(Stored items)
-- Opening Marker --

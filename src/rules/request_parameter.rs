//! Nette request parameters to Symfony request attributes.
//!
//! ```php
//! $request->getParameter('id');   =>   $request->attributes->get('id');
//! ```

use tracing::debug;

use crate::error::Result;
use crate::ir::matcher::{self, Predicate};
use crate::ir::node::{NodeId, NodeKind, Syntax};
use crate::ir::rule::{RewriteRule, RuleContext, RuleOutcome};

const NETTE_REQUEST: &str = "Nette\\Application\\Request";

pub struct FromRequestGetParameterToAttributesGet {
    get_parameter: Predicate,
}

impl FromRequestGetParameterToAttributesGet {
    pub const ID: &'static str = "request_get_parameter_to_attributes_get";

    pub fn new() -> Self {
        FromRequestGetParameterToAttributesGet {
            get_parameter: matcher::call_named(&["getParameter"])
                .and(matcher::receiver_instance_of(NETTE_REQUEST)),
        }
    }
}

impl Default for FromRequestGetParameterToAttributesGet {
    fn default() -> Self {
        Self::new()
    }
}

impl RewriteRule for FromRequestGetParameterToAttributesGet {
    fn id(&self) -> &'static str {
        Self::ID
    }

    fn description(&self) -> &'static str {
        "Read Nette request parameters from Symfony request attributes"
    }

    fn accepted_kinds(&self) -> &'static [NodeKind] {
        &[NodeKind::MethodCall]
    }

    fn apply(&self, node: NodeId, ctx: &mut RuleContext<'_>) -> Result<RuleOutcome> {
        if !ctx.matches(&self.get_parameter, node) {
            return Ok(RuleOutcome::Unchanged);
        }
        let tree = ctx.tree_mut();
        let Some(receiver) = tree.child(node, 0) else {
            return Ok(RuleOutcome::Unchanged);
        };
        tree.detach(node, receiver)?;
        let attributes = tree.add_with_children(
            Syntax::PropertyFetch {
                name: "attributes".to_string(),
            },
            vec![receiver],
        )?;
        tree.insert_child(node, 0, attributes)?;
        *tree.syntax_mut(node) = Syntax::method_call("get");
        debug!("Rewrote getParameter() at {} to attributes->get()", node);
        Ok(RuleOutcome::Mutated)
    }
}

#[cfg(test)]
mod tests {
    use super::*;
    use crate::ir::printer;
    use crate::ir::types::{ClassEntry, ClassIndex, IndexedTypeOracle, TypeOracle, UnknownTypeOracle};
    use crate::ir::node::Tree;
    use std::sync::Arc;

    /// `$this->getRequest()->getParameter('id')` inside a presenter.
    fn parameter_call() -> (Tree, NodeId) {
        let mut tree = Tree::new(Syntax::File);
        let this = tree.add(Syntax::variable("this"));
        let request = tree
            .add_with_children(Syntax::method_call("getRequest"), vec![this])
            .unwrap();
        let id = tree.add(Syntax::string("id"));
        let call = tree
            .add_with_children(Syntax::method_call("getParameter"), vec![request, id])
            .unwrap();
        let stmt = tree.add_with_children(Syntax::Expression, vec![call]).unwrap();
        let method = tree
            .add_with_children(Syntax::ClassMethod { name: "actionDetail".into() }, vec![stmt])
            .unwrap();
        let class = tree
            .add_with_children(
                Syntax::Class {
                    name: "ProductPresenter".into(),
                    extends: Some("Nette\\Application\\UI\\Presenter".into()),
                    implements: vec![],
                },
                vec![method],
            )
            .unwrap();
        let root = tree.root();
        tree.push_child(root, class).unwrap();
        (tree, call)
    }

    fn oracle() -> IndexedTypeOracle {
        let index = ClassIndex::new().with_class(
            "Nette\\Application\\UI\\Presenter",
            ClassEntry::new().method("getRequest", NETTE_REQUEST),
        );
        IndexedTypeOracle::new(Arc::new(index))
    }

    fn apply(oracle: &dyn TypeOracle, tree: &mut Tree, node: NodeId) -> RuleOutcome {
        let mut files = Vec::new();
        let mut ctx = RuleContext::new(tree, oracle, &mut files, 1);
        FromRequestGetParameterToAttributesGet::new().apply(node, &mut ctx).unwrap()
    }

    #[test]
    fn test_parameter_read_from_attributes() {
        let (mut tree, call) = parameter_call();
        let oracle = oracle();
        assert_eq!(apply(&oracle, &mut tree, call), RuleOutcome::Mutated);
        assert_eq!(
            printer::format_expression(&tree, call),
            "$this->getRequest()->attributes->get('id')"
        );
        assert_eq!(apply(&oracle, &mut tree, call), RuleOutcome::Unchanged);
        assert!(tree.validate().is_ok());
    }

    #[test]
    fn test_untyped_receiver_is_left_alone() {
        let (mut tree, call) = parameter_call();
        assert_eq!(apply(&UnknownTypeOracle, &mut tree, call), RuleOutcome::Unchanged);
        assert_eq!(tree.name(call), Some("getParameter"));
    }
}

-- Closing Marker --

Task statement - Look through the entries for lines containing the word "matcher" and return each one.

Completed exercise -
use crate::ir::matcher::{self, Predicate};
            get_parameter: matcher::call_named(&["getParameter"])
                .and(matcher::receiver_instance_of(NETTE_REQUEST)),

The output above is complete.